TASK:
For each line in the data below that has the word "warn", copy that line.

=-=-=

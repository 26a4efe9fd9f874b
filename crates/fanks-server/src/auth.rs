use std::sync::Arc;

use anyhow::Context;
use axum::{
    extract::{FromRequestParts, Request, State},
    http::request::Parts,
    middleware::Next,
    response::{IntoResponse, Response},
};
use axum_extra::extract::cookie::{Cookie, CookieJar};
use tracing::{debug, info};

use crate::{
    config::Config,
    email::normalize_email,
    error::AppError,
    password::Passwords,
    session::{SessionManager, SessionUser, SESSION_COOKIE},
    store::{NewUser, Role, Store, UserRecord},
    AppState,
};

/// A successful sign-in: the identity snapshot and the token to hand back.
#[derive(Debug, Clone)]
pub struct SignedIn {
    pub user: SessionUser,
    pub token: String,
}

/// Sign-up, sign-in and sign-out.
#[derive(Clone)]
pub struct AuthFlow {
    store: Store,
    config: Arc<Config>,
    sessions: SessionManager,
    passwords: Passwords,
}

impl AuthFlow {
    pub fn new(
        store: Store,
        config: Arc<Config>,
        sessions: SessionManager,
        passwords: Passwords,
    ) -> Self {
        Self {
            store,
            config,
            sessions,
            passwords,
        }
    }

    /// Register a new account. The first account ever created is an admin.
    pub async fn sign_up(
        &self,
        name: &str,
        email: &str,
        password: String,
    ) -> Result<UserRecord, AppError> {
        if !self.config.allow_signup {
            return Err(AppError::SignupDisabled);
        }
        let email = normalize_email(email).ok_or(AppError::InvalidEmail)?;
        if !self.config.signup_allowed_for(&email) {
            info!("sign up rejected by allow-list");
            return Err(AppError::EmailNotAllowed);
        }
        if self.store.user_exists(&email)? {
            return Err(AppError::AlreadyRegistered);
        }
        if password.is_empty() {
            return Err(AppError::InvalidPassword);
        }

        let passwords = self.passwords.clone();
        let password_hash = tokio::task::spawn_blocking(move || passwords.hash(&password))
            .await
            .context("join password hasher")??;

        let role = if self.store.count_users()? == 0 {
            Role::Admin
        } else {
            Role::User
        };
        let user = self.store.create_user(NewUser {
            name: name.trim().to_owned(),
            email,
            password_hash,
            role,
        })?;

        info!(user_id = user.id, role = %user.role, "user signed up");
        Ok(user)
    }

    /// Check credentials and issue a session token.
    ///
    /// Unknown addresses still cost one password verification.
    pub async fn sign_in(&self, email: &str, password: String) -> Result<SignedIn, AppError> {
        let email = normalize_email(email).ok_or(AppError::InvalidEmail)?;
        let user = self.store.find_user_by_email(&email)?;

        let passwords = self.passwords.clone();
        let stored = user.as_ref().map(|u| u.password_hash.clone());
        let matched = tokio::task::spawn_blocking(move || {
            passwords.verify(&password, stored.as_deref())
        })
        .await
        .context("join password verifier")?;

        let user = match user {
            Some(u) if matched => u,
            _ => {
                debug!("sign in failed");
                return Err(AppError::InvalidCredentials);
            }
        };

        let identity = SessionUser::from(&user);
        let token = self.sessions.create(&identity)?;
        info!(user_id = user.id, "user signed in");
        Ok(SignedIn {
            user: identity,
            token,
        })
    }

    /// The cookie that ends the browser's session.
    pub fn sign_out(&self) -> Cookie<'static> {
        self.sessions.invalidate()
    }
}

/// Identity resolved from the session cookie, attached to every request.
#[derive(Debug, Clone, Default)]
pub struct CurrentUser(pub Option<SessionUser>);

/// Axum middleware that resolves the `session` cookie into [`CurrentUser`].
/// A bad cookie, or one whose account is gone or soft-deleted, degrades to an
/// anonymous request.
pub async fn load_session(
    State(state): State<AppState>,
    jar: CookieJar,
    mut request: Request,
    next: Next,
) -> Response {
    let mut user = state.sessions.resolve_jar(&jar);
    if user.is_none() && jar.get(SESSION_COOKIE).is_some_and(|c| !c.value().is_empty()) {
        debug!("ignoring invalid session cookie");
    }
    if let Some(u) = &user {
        match state.store.get_user(u.id) {
            Ok(Some(record)) if !record.is_deleted() => {}
            Ok(_) => {
                debug!(user_id = u.id, "ignoring session of a deleted account");
                user = None;
            }
            Err(e) => return AppError::from(e).into_response(),
        }
    }
    request.extensions_mut().insert(CurrentUser(user));
    next.run(request).await
}

/// Extractor for handlers that require a signed-in user.
#[derive(Debug, Clone)]
pub struct AuthUser(pub SessionUser);

impl<S> FromRequestParts<S> for AuthUser
where
    S: Send + Sync,
{
    type Rejection = AppError;

    async fn from_request_parts(parts: &mut Parts, _state: &S) -> Result<Self, Self::Rejection> {
        parts
            .extensions
            .get::<CurrentUser>()
            .and_then(|c| c.0.clone())
            .map(AuthUser)
            .ok_or(AppError::Unauthorized)
    }
}
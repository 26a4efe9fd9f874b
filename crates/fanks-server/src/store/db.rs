use std::path::Path;
use std::sync::Arc;
use std::time::{SystemTime, UNIX_EPOCH};

use anyhow::{Context, Result};
use redb::{Database, ReadableTable, TableDefinition, WriteTransaction};
use serde::{de::DeserializeOwned, Serialize};

const COUNTERS: TableDefinition<&str, u64> = TableDefinition::new("counters");

/// Thread-safe handle to the redb store.
///
/// redb serializes writers internally, so the handle is shared freely between
/// request handlers and the push dispatcher without extra locking.
#[derive(Clone)]
pub struct Store {
    pub(crate) db: Arc<Database>,
}

impl Store {
    /// Open (or create) the database at `path`.
    pub fn open(path: &Path) -> Result<Self> {
        let db = Database::create(path)
            .with_context(|| format!("open redb database: {}", path.display()))?;

        // Ensure all tables exist so read transactions never hit a missing table.
        let write_txn = db.begin_write()?;
        write_txn.open_table(COUNTERS)?;
        write_txn.open_table(super::users::USERS)?;
        write_txn.open_table(super::users::USERS_BY_EMAIL)?;
        write_txn.open_table(super::notes::NOTES)?;
        write_txn.open_table(super::subscriptions::PUSH_SUBSCRIPTIONS)?;
        write_txn.commit()?;

        Ok(Self { db: Arc::new(db) })
    }

    pub(crate) fn now() -> i64 {
        SystemTime::now()
            .duration_since(UNIX_EPOCH)
            .unwrap_or_default()
            .as_secs() as i64
    }

    /// Allocate the next id in the `seq_key` sequence. Ids start at 1.
    pub(crate) fn next_id(write_txn: &WriteTransaction, seq_key: &str) -> Result<u64> {
        let mut counters = write_txn.open_table(COUNTERS)?;
        let seq = counters.get(seq_key)?.map(|g| g.value()).unwrap_or(0) + 1;
        counters.insert(seq_key, seq)?;
        Ok(seq)
    }
}

pub(crate) fn encode<T: Serialize>(record: &T) -> Result<Vec<u8>> {
    bincode::serde::encode_to_vec(record, bincode::config::standard()).context("bincode encode")
}

pub(crate) fn decode<T: DeserializeOwned>(bytes: &[u8]) -> Result<T> {
    if bytes.is_empty() {
        anyhow::bail!("empty record");
    }
    let (record, _) = bincode::serde::decode_from_slice(bytes, bincode::config::standard())
        .context("bincode decode")?;
    Ok(record)
}
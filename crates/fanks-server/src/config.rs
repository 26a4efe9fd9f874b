use std::path::{Path, PathBuf};
use std::time::Duration;

use anyhow::{Context, Result};
use chrono::{NaiveTime, Timelike};
use chrono_tz::Tz;
use tracing::warn;

use crate::email::normalize_email;

/// When the daily reminder goes out.
#[derive(Debug, Clone)]
pub struct PushSchedule {
    pub time_zone: Tz,
    pub hour: u32,
    pub minute: u32,
    /// How often the dispatcher wakes up to compare the clock.
    pub tick: Duration,
}

impl Default for PushSchedule {
    fn default() -> Self {
        Self {
            time_zone: chrono_tz::America::Chicago,
            hour: 21,
            minute: 0,
            tick: Duration::from_secs(60),
        }
    }
}

/// Process configuration, loaded once at startup and shared as `Arc<Config>`.
pub struct Config {
    pub host: String,
    pub port: u16,
    pub allow_signup: bool,
    /// Normalized addresses. Empty means any address may sign up.
    pub allow_signup_emails: Vec<String>,
    /// HMAC key for session tokens ($FANKS_COOKIE_STORE_SECRET[_FILE]).
    pub cookie_secret: Vec<u8>,
    pub db_path: PathBuf,
    pub vapid_public_key: Option<String>,
    /// PEM-encoded VAPID signing key. Push is disabled when absent.
    pub vapid_private_key: Option<Vec<u8>>,
    pub push: PushSchedule,
}

impl Config {
    /// Defaults for everything except the two required settings.
    pub fn new(db_path: PathBuf, cookie_secret: Vec<u8>) -> Self {
        Self {
            host: "0.0.0.0".into(),
            port: 8080,
            allow_signup: false,
            allow_signup_emails: Vec::new(),
            cookie_secret,
            db_path,
            vapid_public_key: None,
            vapid_private_key: None,
            push: PushSchedule::default(),
        }
    }

    pub fn from_env() -> Result<Self> {
        Self::from_lookup(|key| std::env::var(key).ok())
    }

    /// Build the config from `lookup`. Every problem found is reported
    /// together rather than one per restart.
    pub fn from_lookup<F>(lookup: F) -> Result<Self>
    where
        F: Fn(&str) -> Option<String>,
    {
        let mut errors: Vec<String> = Vec::new();

        let cookie_secret = match resolve_secret(&lookup) {
            Ok(secret) => secret,
            Err(e) => {
                errors.push(format!("{e:#}"));
                Vec::new()
            }
        };
        if !cookie_secret.is_empty() && cookie_secret.len() < 32 {
            warn!(
                len = cookie_secret.len(),
                "FANKS_COOKIE_STORE_SECRET is shorter than 32 bytes; generate one with `fanks gen-secret`"
            );
        }

        let db_path = match lookup("FANKS_DB_PATH").filter(|v| !v.trim().is_empty()) {
            Some(p) => {
                let path = PathBuf::from(p.trim());
                let dir = match path.parent() {
                    Some(d) if !d.as_os_str().is_empty() => d.to_path_buf(),
                    _ => PathBuf::from("."),
                };
                if !dir.is_dir() {
                    errors.push(format!(
                        "FANKS_DB_PATH directory does not exist: {}",
                        dir.display()
                    ));
                }
                path
            }
            None => {
                errors.push("FANKS_DB_PATH environment variable is required".into());
                PathBuf::new()
            }
        };

        let mut cfg = Self::new(db_path, cookie_secret);

        if let Some(host) = lookup("FANKS_HOST") {
            cfg.host = host;
        }
        if let Some(port) = lookup("FANKS_PORT") {
            match port.trim().parse() {
                Ok(p) => cfg.port = p,
                Err(_) => errors.push(format!("FANKS_PORT is not a valid port: {port:?}")),
            }
        }

        if let Some(v) = lookup("FANKS_ALLOW_SIGNUP") {
            match parse_bool(&v) {
                Some(b) => cfg.allow_signup = b,
                None => errors.push(format!("FANKS_ALLOW_SIGNUP is not a boolean: {v:?}")),
            }
        }

        if let Some(list) = lookup("FANKS_ALLOW_SIGNUP_EMAILS") {
            for raw in list.split(',').map(str::trim).filter(|s| !s.is_empty()) {
                match normalize_email(raw) {
                    Some(email) => cfg.allow_signup_emails.push(email),
                    None => errors.push(format!(
                        "FANKS_ALLOW_SIGNUP_EMAILS contains an invalid address: {raw:?}"
                    )),
                }
            }
        }

        cfg.vapid_public_key = lookup("FANKS_VAPID_PUBLIC_KEY")
            .map(|k| k.trim().to_owned())
            .filter(|k| !k.is_empty());
        if let Some(path) = lookup("FANKS_VAPID_PRIVATE_KEY_FILE") {
            match std::fs::read(&path) {
                Ok(pem) if !pem.is_empty() => cfg.vapid_private_key = Some(pem),
                Ok(_) => errors.push(format!("VAPID private key file is empty: {path}")),
                Err(e) => errors.push(format!("read VAPID private key file {path}: {e}")),
            }
        }

        if let Some(tz) = lookup("FANKS_PUSH_TIMEZONE") {
            match tz.trim().parse::<Tz>() {
                Ok(zone) => cfg.push.time_zone = zone,
                Err(_) => errors.push(format!("FANKS_PUSH_TIMEZONE is not an IANA zone: {tz:?}")),
            }
        }
        if let Some(at) = lookup("FANKS_PUSH_AT") {
            match NaiveTime::parse_from_str(at.trim(), "%H:%M") {
                Ok(t) => {
                    cfg.push.hour = t.hour();
                    cfg.push.minute = t.minute();
                }
                Err(_) => errors.push(format!("FANKS_PUSH_AT must be HH:MM: {at:?}")),
            }
        }
        if let Some(secs) = lookup("FANKS_PUSH_TICK_SECS") {
            match secs.trim().parse::<u64>() {
                Ok(s) if s > 0 => cfg.push.tick = Duration::from_secs(s),
                _ => errors.push(format!(
                    "FANKS_PUSH_TICK_SECS must be a positive integer: {secs:?}"
                )),
            }
        }

        if !errors.is_empty() {
            anyhow::bail!("invalid configuration:\n  {}", errors.join("\n  "));
        }
        Ok(cfg)
    }

    /// True when `email` (already normalized) may register.
    pub fn signup_allowed_for(&self, email: &str) -> bool {
        self.allow_signup_emails.is_empty() || self.allow_signup_emails.iter().any(|e| e == email)
    }
}

/// Read a secret from a file, trimming surrounding whitespace.
/// Fails if the file cannot be read or is empty after trimming.
pub fn read_key_file(path: &Path) -> Result<String> {
    let content = std::fs::read_to_string(path)
        .with_context(|| format!("read key file: {}", path.display()))?;
    let key = content.trim().to_string();
    if key.is_empty() {
        anyhow::bail!("key file is empty: {}", path.display());
    }
    Ok(key)
}

/// `FANKS_COOKIE_STORE_SECRET_FILE` wins over `FANKS_COOKIE_STORE_SECRET`.
fn resolve_secret<F>(lookup: &F) -> Result<Vec<u8>>
where
    F: Fn(&str) -> Option<String>,
{
    if let Some(path) = lookup("FANKS_COOKIE_STORE_SECRET_FILE") {
        let key = read_key_file(Path::new(&path))?;
        if lookup("FANKS_COOKIE_STORE_SECRET").is_some() {
            warn!("both FANKS_COOKIE_STORE_SECRET and FANKS_COOKIE_STORE_SECRET_FILE are set; using file");
        }
        return Ok(key.into_bytes());
    }
    lookup("FANKS_COOKIE_STORE_SECRET")
        .map(|s| s.trim().to_owned())
        .filter(|s| !s.is_empty())
        .map(String::into_bytes)
        .context("FANKS_COOKIE_STORE_SECRET or FANKS_COOKIE_STORE_SECRET_FILE environment variable is required")
}

fn parse_bool(v: &str) -> Option<bool> {
    match v.trim().to_ascii_lowercase().as_str() {
        "1" | "t" | "true" | "yes" | "on" => Some(true),
        "0" | "f" | "false" | "no" | "off" | "" => Some(false),
        _ => None,
    }
}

=-=-=

THE ANSWER:
use tracing::warn;
            warn!(
            warn!("both FANKS_COOKIE_STORE_SECRET and FANKS_COOKIE_STORE_SECRET_FILE are set; using file");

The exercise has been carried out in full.